◆ **What needs to be done**:
Look through the records below for the line with "Authenticate the session." and the line with "one more card.", then return those lines and all lines between, exactly.

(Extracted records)
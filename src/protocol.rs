//! Line protocol spoken with the remote dealer.
//!
//! Every message is one newline-terminated text line. The client sends the
//! commands in [`ClientCommand`]; the dealer answers with free-form lines that
//! [`parse`] classifies into exactly one [`ProtocolEvent`]. Independently of
//! its classification, any line containing [`AWAITING_INPUT`] tells the client
//! that the dealer will accept the next command (see [`signals_ready`]).

use std::fmt;

use serde::{Deserialize, Serialize};

use crate::card::is_card;

/// Marker the dealer includes in a line when it is ready for the next command.
pub const AWAITING_INPUT: &str = "AWAITING INPUT";

// ── Client → dealer ─────────────────────────────────────────────────

/// A command sent from the client to the dealer.
///
/// The [`Display`](fmt::Display) impl renders the exact wire line, without
/// the trailing newline (transports add it).
///
/// ```
/// use blackjack_client::protocol::ClientCommand;
///
/// assert_eq!(ClientCommand::Bet { amount: 25 }.to_string(), "BET 25");
/// assert_eq!(ClientCommand::Stand.to_string(), "STAND");
/// ```
#[derive(Clone, PartialEq, Eq)]
pub enum ClientCommand {
    /// Authenticate the session.
    Login {
        /// Account name.
        username: String,
        /// Account password.
        password: String,
    },
    /// Stake `amount` on a new round.
    Bet {
        /// Chips to stake.
        amount: u32,
    },
    /// Draw one more card.
    Hit,
    /// Keep the current hand and let the dealer play.
    Stand,
    /// Double the stake, draw exactly one card and stand.
    Double,
    /// Harmless status probe used as a keepalive.
    Status,
}

impl ClientCommand {
    /// The command keyword, safe to log (never includes credentials).
    pub fn name(&self) -> &'static str {
        match self {
            Self::Login { .. } => "LOGIN",
            Self::Bet { .. } => "BET",
            Self::Hit => "HIT",
            Self::Stand => "STAND",
            Self::Double => "DOUBLE",
            Self::Status => "STATUS",
        }
    }
}

impl fmt::Display for ClientCommand {
    fn fmt(&self, f: &mut fmt::Formatter<'_>) -> fmt::Result {
        match self {
            Self::Login { username, password } => write!(f, "LOGIN {username} {password}"),
            Self::Bet { amount } => write!(f, "BET {amount}"),
            other => f.write_str(other.name()),
        }
    }
}

impl fmt::Debug for ClientCommand {
    fn fmt(&self, f: &mut fmt::Formatter<'_>) -> fmt::Result {
        match self {
            Self::Login { username, .. } => f
                .debug_struct("Login")
                .field("username", username)
                .field("password", &"<redacted>")
                .finish(),
            Self::Bet { amount } => f.debug_struct("Bet").field("amount", amount).finish(),
            Self::Hit => f.write_str("Hit"),
            Self::Stand => f.write_str("Stand"),
            Self::Double => f.write_str("Double"),
            Self::Status => f.write_str("Status"),
        }
    }
}

// ── Dealer → client ─────────────────────────────────────────────────

/// How a round ended.
#[derive(Debug, Clone, Copy, PartialEq, Eq, Hash, Serialize, Deserialize)]
#[serde(rename_all = "snake_case")]
pub enum Outcome {
    /// The player was dealt a natural.
    PlayerBlackjack,
    /// The dealer was dealt a natural.
    DealerBlackjack,
    /// Both sides were dealt naturals.
    PushBothBlackjack,
    /// Tie.
    Push,
    /// The player beat the dealer.
    PlayerWin,
    /// The dealer beat the player.
    PlayerLose,
}

impl Outcome {
    /// Status line shown to the player for this outcome.
    pub fn message(self) -> &'static str {
        match self {
            Self::PlayerBlackjack => "Blackjack! You win.",
            Self::DealerBlackjack => "Dealer has blackjack.",
            Self::PushBothBlackjack => "Both have blackjack. Push.",
            Self::Push => "Push.",
            Self::PlayerWin => "You win!",
            Self::PlayerLose => "You lose.",
        }
    }
}

impl fmt::Display for Outcome {
    fn fmt(&self, f: &mut fmt::Formatter<'_>) -> fmt::Result {
        f.write_str(self.message())
    }
}

/// One classified line received from the dealer.
#[derive(Debug, Clone, PartialEq, Eq, Serialize, Deserialize)]
#[serde(tag = "type", rename_all = "snake_case")]
pub enum ProtocolEvent {
    /// `OK user:<name> ... balance:<N>`
    LoginAccepted {
        /// Account name echoed by the dealer.
        username: String,
        /// Authoritative balance.
        balance: u32,
    },
    /// `OK balance:<N> dealer:<card> you:<N> <card> <card>`
    InitialDeal {
        /// Balance after the stake was taken.
        balance: u32,
        /// The dealer's visible card.
        dealer_up_card: String,
        /// Authoritative player total.
        player_total: u32,
        /// The player's opening hand.
        player_cards: Vec<String>,
    },
    /// `OK you:<N> <card>+`, the full player hand after a draw.
    HandUpdated {
        /// Authoritative player total.
        player_total: u32,
        /// Every card in the player's hand.
        player_cards: Vec<String>,
    },
    /// Any other `OK ...` line.
    Acknowledged {
        /// The line as received.
        text: String,
    },
    /// One of the round-ending keywords.
    RoundOver {
        /// How the round ended.
        outcome: Outcome,
    },
    /// `ERROR ...`
    ErrorMessage {
        /// The line as received.
        text: String,
    },
    /// `DEALER <N> <card>+`, the dealer's full hand.
    DealerRevealed {
        /// Authoritative dealer total.
        dealer_total: u32,
        /// Every card in the dealer's hand.
        dealer_cards: Vec<String>,
    },
    /// A line carrying nothing but the ready marker.
    Prompt,
    /// A line matching none of the known shapes.
    Unrecognized {
        /// The line as received.
        text: String,
    },
}

impl ProtocolEvent {
    /// Short variant name for logging.
    pub fn name(&self) -> &'static str {
        match self {
            Self::LoginAccepted { .. } => "login_accepted",
            Self::InitialDeal { .. } => "initial_deal",
            Self::HandUpdated { .. } => "hand_updated",
            Self::Acknowledged { .. } => "acknowledged",
            Self::RoundOver { .. } => "round_over",
            Self::ErrorMessage { .. } => "error_message",
            Self::DealerRevealed { .. } => "dealer_revealed",
            Self::Prompt => "prompt",
            Self::Unrecognized { .. } => "unrecognized",
        }
    }
}

/// Round-ending keywords in match priority. Longer phrases must precede the
/// shorter ones they overlap with.
const OUTCOMES: &[(&str, Outcome)] = &[
    ("BLACKJACK", Outcome::PlayerBlackjack),
    ("DEALER BLACKJACK", Outcome::DealerBlackjack),
    ("PUSH BOTH BLACKJACK", Outcome::PushBothBlackjack),
    ("PUSH", Outcome::Push),
    ("WIN", Outcome::PlayerWin),
    ("LOSE", Outcome::PlayerLose),
];

/// Returns `true` if the dealer is asking for the next command.
pub fn signals_ready(line: &str) -> bool {
    line.contains(AWAITING_INPUT)
}

/// Classify one received line.
///
/// Never fails: lines matching no known shape become
/// [`ProtocolEvent::Unrecognized`], and missing numbers default to zero.
///
/// ```
/// use blackjack_client::protocol::{parse, Outcome, ProtocolEvent};
///
/// assert_eq!(
///     parse("DEALER BLACKJACK"),
///     ProtocolEvent::RoundOver { outcome: Outcome::DealerBlackjack },
/// );
/// assert!(matches!(parse("???"), ProtocolEvent::Unrecognized { .. }));
/// ```
pub fn parse(line: &str) -> ProtocolEvent {
    let body = line.split(AWAITING_INPUT).next().unwrap_or(line).trim();

    if body.is_empty() {
        if signals_ready(line) {
            return ProtocolEvent::Prompt;
        }
        return ProtocolEvent::Unrecognized {
            text: line.trim().to_string(),
        };
    }

    if let Some(rest) = keyword(body, "OK") {
        return parse_ok(body, rest);
    }

    for (phrase, outcome) in OUTCOMES {
        if keyword(body, phrase).is_some() {
            return ProtocolEvent::RoundOver { outcome: *outcome };
        }
    }

    if keyword(body, "ERROR").is_some() {
        return ProtocolEvent::ErrorMessage {
            text: body.to_string(),
        };
    }

    if let Some(reveal) = keyword(body, "DEALER").and_then(parse_dealer) {
        return reveal;
    }

    ProtocolEvent::Unrecognized {
        text: line.trim().to_string(),
    }
}

/// Strip a leading keyword that ends on a word boundary.
fn keyword<'a>(body: &'a str, word: &str) -> Option<&'a str> {
    let rest = body.strip_prefix(word)?;
    if rest.is_empty() {
        Some(rest)
    } else if rest.starts_with(char::is_whitespace) {
        Some(rest.trim_start())
    } else {
        None
    }
}

/// Value of the first `key:value` token.
fn field<'a>(tokens: &[&'a str], key: &str) -> Option<&'a str> {
    tokens.iter().find_map(|token| token.strip_prefix(key))
}

fn number(value: Option<&str>) -> u32 {
    value.and_then(|v| v.parse().ok()).unwrap_or(0)
}

/// Card tokens immediately following the `key:value` token.
fn cards_after(tokens: &[&str], key: &str) -> Vec<String> {
    tokens
        .iter()
        .skip_while(|token| !token.starts_with(key))
        .skip(1)
        .take_while(|token| is_card(token))
        .map(|token| (*token).to_string())
        .collect()
}

fn parse_ok(body: &str, rest: &str) -> ProtocolEvent {
    let tokens: Vec<&str> = rest.split_whitespace().collect();

    if let Some(username) = field(&tokens, "user:") {
        return ProtocolEvent::LoginAccepted {
            username: username.to_string(),
            balance: number(field(&tokens, "balance:")),
        };
    }

    let you = field(&tokens, "you:");
    let dealer = field(&tokens, "dealer:");
    let balance = field(&tokens, "balance:");

    match (balance, dealer, you) {
        (Some(balance), Some(dealer), Some(you)) => ProtocolEvent::InitialDeal {
            balance: number(Some(balance)),
            dealer_up_card: dealer.to_string(),
            player_total: number(Some(you)),
            player_cards: cards_after(&tokens, "you:"),
        },
        (_, _, Some(you)) => ProtocolEvent::HandUpdated {
            player_total: number(Some(you)),
            player_cards: cards_after(&tokens, "you:"),
        },
        _ => ProtocolEvent::Acknowledged {
            text: body.to_string(),
        },
    }
}

fn parse_dealer(rest: &str) -> Option<ProtocolEvent> {
    let mut tokens = rest.split_whitespace();
    let dealer_total = tokens.next()?.parse().ok()?;
    let dealer_cards = tokens
        .take_while(|token| is_card(token))
        .map(str::to_string)
        .collect();
    Some(ProtocolEvent::DealerRevealed {
        dealer_total,
        dealer_cards,
    })
}

#[cfg(test)]
#[allow(clippy::unwrap_used, clippy::panic, clippy::indexing_slicing)]
mod tests {
    use super::*;

    fn cards(tokens: &[&str]) -> Vec<String> {
        tokens.iter().map(|t| (*t).to_string()).collect()
    }

    #[test]
    fn keyword_requires_word_boundary() {
        assert_eq!(keyword("WIN", "WIN"), Some(""));
        assert_eq!(keyword("WIN big", "WIN"), Some("big"));
        assert_eq!(keyword("WINNER", "WIN"), None);
    }

    #[test]
    fn ready_marker_is_cut_before_classification() {
        assert_eq!(
            parse("OK you:19 10♠ 9♥ AWAITING INPUT"),
            ProtocolEvent::HandUpdated {
                player_total: 19,
                player_cards: cards(&["10♠", "9♥"]),
            }
        );
    }

    #[test]
    fn bare_marker_is_a_prompt() {
        assert_eq!(parse("AWAITING INPUT"), ProtocolEvent::Prompt);
        assert_eq!(parse("  AWAITING INPUT  "), ProtocolEvent::Prompt);
    }

    #[test]
    fn empty_line_is_unrecognized() {
        assert_eq!(
            parse(""),
            ProtocolEvent::Unrecognized {
                text: String::new()
            }
        );
    }

    #[test]
    fn card_run_stops_at_first_non_card() {
        assert_eq!(
            cards_after(&["you:12", "5♣", "7♦", "draw?", "K♠"], "you:"),
            cards(&["5♣", "7♦"])
        );
    }

    #[test]
    fn login_without_balance_defaults_to_zero() {
        assert_eq!(
            parse("OK user:carol"),
            ProtocolEvent::LoginAccepted {
                username: "carol".into(),
                balance: 0,
            }
        );
    }

    #[test]
    fn dealer_without_total_is_unrecognized() {
        assert!(matches!(
            parse("DEALER HITS"),
            ProtocolEvent::Unrecognized { .. }
        ));
    }

    #[test]
    fn login_debug_redacts_password() {
        let cmd = ClientCommand::Login {
            username: "alice".into(),
            password: "hunter2".into(),
        };
        let debug = format!("{cmd:?}");
        assert!(debug.contains("alice"));
        assert!(!debug.contains("hunter2"));
        assert_eq!(cmd.to_string(), "LOGIN alice hunter2");
    }
}
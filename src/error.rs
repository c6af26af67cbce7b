//! Error types for the blackjack client.

use thiserror::Error;

/// Errors that can occur when talking to the dealer.
#[derive(Debug, Error)]
pub enum BlackjackError {
    /// Failed to send a line through the transport.
    #[error("transport send error: {0}")]
    TransportSend(String),

    /// Failed to receive a line from the transport.
    #[error("transport receive error: {0}")]
    TransportReceive(String),

    /// The transport connection was closed.
    #[error("transport connection closed")]
    TransportClosed,

    /// The peer sent more than `limit` bytes without a line delimiter.
    #[error("line exceeds {limit} bytes without a delimiter")]
    LineTooLong {
        /// Maximum number of bytes buffered for a single line.
        limit: usize,
    },

    /// The client's background session task is no longer running.
    #[error("client is not running")]
    NotConnected,

    /// An operation timed out.
    #[error("operation timed out")]
    Timeout,

    /// An I/O error occurred.
    #[error("I/O error: {0}")]
    Io(#[from] std::io::Error),
}

/// A specialized [`Result`] type for blackjack client operations.
pub type Result<T> = std::result::Result<T, BlackjackError>;

/// Why a user command was refused locally before reaching the wire.
#[derive(Debug, Clone, PartialEq, Eq, Error)]
pub enum CommandRejection {
    /// The command is not valid in the current round.
    #[error("not allowed while the round is {0}")]
    WrongRound(crate::state::Round),

    /// Bets must be strictly positive.
    #[error("bet amount must be greater than zero")]
    InvalidAmount,

    /// The player cannot cover the stake.
    #[error("insufficient balance: need {needed}, have {available}")]
    InsufficientBalance {
        /// Amount the command would debit.
        needed: u32,
        /// Balance currently held.
        available: u32,
    },

    /// Game commands require an accepted login.
    #[error("not logged in")]
    NotLoggedIn,

    /// Credentials must be non-blank single words to fit on one protocol line.
    #[error("username and password must be non-empty and contain no whitespace")]
    InvalidCredentials,
}
//! # Blackjack Client
//!
//! Async Rust client for a blackjack dealer that speaks a newline-delimited
//! text protocol over a persistent connection.
//!
//! The crate turns the dealer's free-form lines into typed
//! [`ProtocolEvent`]s, folds them into a [`GameState`] a renderer can draw
//! directly, and manages the connection lifecycle: login, a single-slot
//! command gate, a `STATUS` keepalive and automatic reconnection.
//!
//! ## Features
//!
//! - **Transport-agnostic**: implement [`Transport`] and [`Connector`] for any backend
//! - **TCP built-in**: the default `transport-tcp` feature provides [`TcpConnector`]
//! - **WebSocket built-in**: the default `transport-websocket` feature provides
//!   [`WebSocketConnector`]
//! - **Event-driven**: receive typed [`ClientEvent`]s via a channel
//!
//! ## Quick Start
//!
//! ```rust,no_run
//! # #[cfg(feature = "transport-tcp")]
//! # async fn example() -> Result<(), blackjack_client::BlackjackError> {
//! use blackjack_client::{BlackjackClient, ClientConfig, ClientEvent, TcpConnector};
//!
//! let connector = TcpConnector::new("127.0.0.1:4000");
//! let (mut client, mut events) = BlackjackClient::start(connector, ClientConfig::default());
//!
//! client.login("alice", "secret")?;
//!
//! while let Some(event) = events.recv().await {
//!     if let ClientEvent::Update { state, .. } = event {
//!         println!("{}: balance {}", state.round, state.player.balance);
//!         if client.is_ready_for_input() && state.round == blackjack_client::Round::Betting {
//!             client.bet(10)?;
//!         }
//!     }
//! }
//!
//! client.shutdown().await;
//! # Ok(())
//! # }
//! ```

pub mod card;
pub mod client;
pub mod error;
pub mod event;
pub mod gate;
pub mod protocol;
pub mod state;
pub mod transport;
pub mod transports;

// Re-export primary types for ergonomic imports.
pub use card::{card_value, is_card};
pub use client::{BlackjackClient, ClientConfig, ConnectionPhase};
pub use error::{BlackjackError, CommandRejection};
pub use event::ClientEvent;
pub use gate::CommandGate;
pub use protocol::{parse, ClientCommand, Outcome, ProtocolEvent, AWAITING_INPUT};
pub use state::{reduce, DealerState, GameState, PlayerState, Round};
pub use transport::{Connector, LineBuffer, Transport};

#[cfg(feature = "transport-tcp")]
pub use transports::{TcpConnector, TcpLineTransport};

#[cfg(feature = "transport-websocket")]
pub use transports::{WebSocketConnector, WebSocketLineTransport};
//! Transport implementations for the dealer's line protocol.
//!
//! This module provides concrete [`Transport`](crate::Transport) and
//! [`Connector`](crate::Connector) implementations behind feature gates.
//! Enable the corresponding Cargo feature to pull in a transport:
//!
//! | Feature                | Connector               | Transport                  |
//! |------------------------|-------------------------|----------------------------|
//! | `transport-tcp`        | [`TcpConnector`]        | [`TcpLineTransport`]       |
//! | `transport-websocket`  | [`WebSocketConnector`]  | [`WebSocketLineTransport`] |
//!
//! # Example
//!
//! ```rust,ignore
//! # async fn example() -> Result<(), blackjack_client::BlackjackError> {
//! use blackjack_client::{Connector, TcpConnector, Transport};
//!
//! let mut tcp = TcpConnector::new("127.0.0.1:4000").connect().await?;
//! tcp.send("STATUS".to_string()).await?;
//!
//! if let Some(Ok(line)) = tcp.recv().await {
//!     println!("dealer said: {line}");
//! }
//!
//! tcp.close().await?;
//! # Ok(())
//! # }
//! ```

#[cfg(feature = "transport-tcp")]
pub mod tcp;

#[cfg(feature = "transport-websocket")]
pub mod websocket;

#[cfg(feature = "transport-tcp")]
pub use tcp::{TcpConnector, TcpLineTransport};

#[cfg(feature = "transport-websocket")]
pub use websocket::{WebSocketConnector, WebSocketLineTransport};
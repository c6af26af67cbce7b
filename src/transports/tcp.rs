//! Plain TCP transport using tokio's `TcpStream`.
//!
//! This is the dealer's native wire: UTF-8 text, one command or status line
//! per `\n`-terminated line, no framing beyond the newline.
//!
//! # Feature gate
//!
//! This module is only available when the `transport-tcp` feature is enabled
//! (it is enabled by default).

use async_trait::async_trait;
use tokio::io::{AsyncRead, AsyncReadExt, AsyncWrite, AsyncWriteExt};
use tokio::net::TcpStream;
use tracing::{debug, info, warn};

use crate::error::{BlackjackError, Result};
use crate::transport::{Connector, LineBuffer, Transport};

/// Size of a single socket read.
const READ_CHUNK: usize = 4096;

/// A [`Transport`] over a byte stream carrying newline-delimited lines.
///
/// The stream defaults to a [`TcpStream`]; any other duplex byte stream
/// (a Unix socket, a TLS stream, an in-memory pipe) works the same way.
///
/// # Cancel Safety
///
/// [`recv`](Transport::recv) is cancel-safe. Bytes are moved into the
/// transport's own [`LineBuffer`] as soon as a read completes, so dropping a
/// pending `recv` never loses part of a line.
#[derive(Debug)]
pub struct TcpLineTransport<S = TcpStream> {
    stream: S,
    buffer: LineBuffer,
    chunk: Box<[u8]>,
    closed: bool,
    eof: bool,
}

impl<S> TcpLineTransport<S>
where
    S: AsyncRead + AsyncWrite + Unpin + Send + 'static,
{
    /// Wrap an already-connected stream.
    pub fn from_stream(stream: S) -> Self {
        Self {
            stream,
            buffer: LineBuffer::new(),
            chunk: vec![0; READ_CHUNK].into_boxed_slice(),
            closed: false,
            eof: false,
        }
    }
}

#[async_trait]
impl<S> Transport for TcpLineTransport<S>
where
    S: AsyncRead + AsyncWrite + Unpin + Send + 'static,
{
    async fn send(&mut self, line: String) -> Result<()> {
        if self.closed {
            return Err(BlackjackError::TransportClosed);
        }
        let mut wire = line;
        wire.push('\n');
        self.stream
            .write_all(wire.as_bytes())
            .await
            .map_err(|e| BlackjackError::TransportSend(e.to_string()))
    }

    async fn recv(&mut self) -> Option<Result<String>> {
        loop {
            if let Some(line) = self.buffer.next_line() {
                return Some(Ok(line));
            }
            if self.closed || self.eof {
                return None;
            }

            let read = match self.stream.read(&mut self.chunk).await {
                Ok(read) => read,
                Err(e) => return Some(Err(BlackjackError::TransportReceive(e.to_string()))),
            };

            if read == 0 {
                self.eof = true;
                // A final line without its newline is still a line.
                if let Some(rest) = self.buffer.take_remainder() {
                    debug!(bytes = rest.len(), "peer closed mid-line, delivering remainder");
                    return Some(Ok(rest));
                }
                return None;
            }

            let Some(bytes) = self.chunk.get(..read) else {
                return Some(Err(BlackjackError::TransportReceive(
                    "read past buffer".to_string(),
                )));
            };
            if let Err(e) = self.buffer.extend(bytes) {
                warn!(error = %e, "dropping oversized line");
                return Some(Err(e));
            }
        }
    }

    async fn close(&mut self) -> Result<()> {
        if self.closed {
            return Ok(());
        }
        self.closed = true;
        match self.stream.shutdown().await {
            Ok(()) => Ok(()),
            // The peer may already be gone.
            Err(e) if e.kind() == std::io::ErrorKind::NotConnected => Ok(()),
            Err(e) => Err(BlackjackError::Io(e)),
        }
    }
}

/// Opens [`TcpLineTransport`]s to a fixed `host:port`.
#[derive(Debug, Clone)]
pub struct TcpConnector {
    addr: String,
}

impl TcpConnector {
    /// Create a connector for `addr`, e.g. `"127.0.0.1:4000"`.
    pub fn new(addr: impl Into<String>) -> Self {
        Self { addr: addr.into() }
    }

    /// The address this connector dials.
    pub fn addr(&self) -> &str {
        &self.addr
    }
}

#[async_trait]
impl Connector for TcpConnector {
    type Transport = TcpLineTransport;

    async fn connect(&self) -> Result<TcpLineTransport> {
        debug!(addr = %self.addr, "connecting to dealer over TCP");
        let stream = TcpStream::connect(&self.addr).await?;
        if let Err(e) = stream.set_nodelay(true) {
            debug!(error = %e, "could not disable Nagle's algorithm");
        }
        info!(addr = %self.addr, "TCP connection established");
        Ok(TcpLineTransport::from_stream(stream))
    }
}

#[cfg(test)]
#[allow(
    clippy::unwrap_used,
    clippy::expect_used,
    clippy::panic,
    clippy::todo,
    clippy::unimplemented,
    clippy::indexing_slicing
)]
mod tests {
    use super::*;
    use tokio::net::TcpListener;

    /// Start a local dealer that runs `handler` on the accepted socket and
    /// return a connector for it.
    async fn start_mock_dealer<F, Fut>(handler: F) -> TcpConnector
    where
        F: FnOnce(TcpStream) -> Fut + Send + 'static,
        Fut: std::future::Future<Output = ()> + Send,
    {
        let listener = TcpListener::bind("127.0.0.1:0").await.unwrap();
        let addr = listener.local_addr().unwrap();

        tokio::spawn(async move {
            let (tcp, _) = listener.accept().await.unwrap();
            handler(tcp).await;
        });

        TcpConnector::new(addr.to_string())
    }

    #[test]
    fn tcp_transport_is_send() {
        fn assert_send<T: Send>() {}
        assert_send::<TcpLineTransport>();
    }

    #[tokio::test]
    async fn scripted_stream_reads_and_writes_lines() {
        let stream = tokio_test::io::Builder::new()
            .read("OK balance:75 dealer:K♦ you:17 10♠ 7♥\nAWAIT".as_bytes())
            .read(b"ING INPUT\n")
            .write(b"STAND\n")
            .read(b"LOSE\n")
            .build();
        let mut transport = TcpLineTransport::from_stream(stream);

        assert_eq!(
            transport.recv().await.unwrap().unwrap(),
            "OK balance:75 dealer:K♦ you:17 10♠ 7♥"
        );
        assert_eq!(transport.recv().await.unwrap().unwrap(), "AWAITING INPUT");
        transport.send("STAND".to_string()).await.unwrap();
        assert_eq!(transport.recv().await.unwrap().unwrap(), "LOSE");
        assert!(transport.recv().await.is_none());
    }

    #[tokio::test]
    async fn read_error_is_reported() {
        let stream = tokio_test::io::Builder::new()
            .read_error(std::io::Error::new(std::io::ErrorKind::ConnectionReset, "reset"))
            .build();
        let mut transport = TcpLineTransport::from_stream(stream);

        let err = transport.recv().await.unwrap().unwrap_err();
        assert!(matches!(err, BlackjackError::TransportReceive(_)));
    }

    #[tokio::test]
    async fn connect_fails_when_nobody_listens() {
        // Bind and drop to get a port that is very likely closed.
        let addr = {
            let listener = TcpListener::bind("127.0.0.1:0").await.unwrap();
            listener.local_addr().unwrap()
        };
        let err = TcpConnector::new(addr.to_string()).connect().await.unwrap_err();
        assert!(matches!(err, BlackjackError::Io(_)));
    }

    #[tokio::test]
    async fn recv_splits_coalesced_and_fragmented_lines() {
        let connector = start_mock_dealer(|mut tcp| async move {
            tcp.write_all(b"OK user:alice balance:100\nAWAIT").await.unwrap();
            tcp.flush().await.unwrap();
            tokio::time::sleep(std::time::Duration::from_millis(20)).await;
            tcp.write_all(b"ING INPUT\r\n").await.unwrap();
        })
        .await;

        let mut transport = connector.connect().await.unwrap();
        assert_eq!(
            transport.recv().await.unwrap().unwrap(),
            "OK user:alice balance:100"
        );
        assert_eq!(transport.recv().await.unwrap().unwrap(), "AWAITING INPUT");
        assert!(transport.recv().await.is_none());
    }

    #[tokio::test]
    async fn unterminated_last_line_is_delivered_on_eof() {
        let connector = start_mock_dealer(|mut tcp| async move {
            tcp.write_all(b"WIN\nPUSH").await.unwrap();
        })
        .await;

        let mut transport = connector.connect().await.unwrap();
        assert_eq!(transport.recv().await.unwrap().unwrap(), "WIN");
        assert_eq!(transport.recv().await.unwrap().unwrap(), "PUSH");
        assert!(transport.recv().await.is_none());
    }

    #[tokio::test]
    async fn send_appends_newline() {
        let (tx, rx) = tokio::sync::oneshot::channel::<String>();
        let connector = start_mock_dealer(|mut tcp| async move {
            let mut buf = vec![0u8; 64];
            let mut received = Vec::new();
            while !received.ends_with(b"\n") {
                let n = tcp.read(&mut buf).await.unwrap();
                if n == 0 {
                    break;
                }
                received.extend_from_slice(&buf[..n]);
            }
            tx.send(String::from_utf8(received).unwrap()).unwrap();
        })
        .await;

        let mut transport = connector.connect().await.unwrap();
        transport.send("BET 25".to_string()).await.unwrap();
        assert_eq!(rx.await.unwrap(), "BET 25\n");
    }

    #[tokio::test]
    async fn send_after_close_returns_transport_closed() {
        let connector = start_mock_dealer(|mut tcp| async move {
            let mut buf = [0u8; 16];
            while tcp.read(&mut buf).await.map(|n| n > 0).unwrap_or(false) {}
        })
        .await;

        let mut transport = connector.connect().await.unwrap();
        transport.close().await.unwrap();
        // Second close is a no-op.
        transport.close().await.unwrap();

        let err = transport.send("HIT".to_string()).await.unwrap_err();
        assert!(matches!(err, BlackjackError::TransportClosed));
        assert!(transport.recv().await.is_none());
    }
}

◆ **Answer section**:
    /// Authenticate the session.
    Login {
        /// Account name.
        username: String,
        /// Account password.
        password: String,
    },
    /// Stake `amount` on a new round.
    Bet {
        /// Chips to stake.
        amount: u32,
    },
    /// Draw one more card.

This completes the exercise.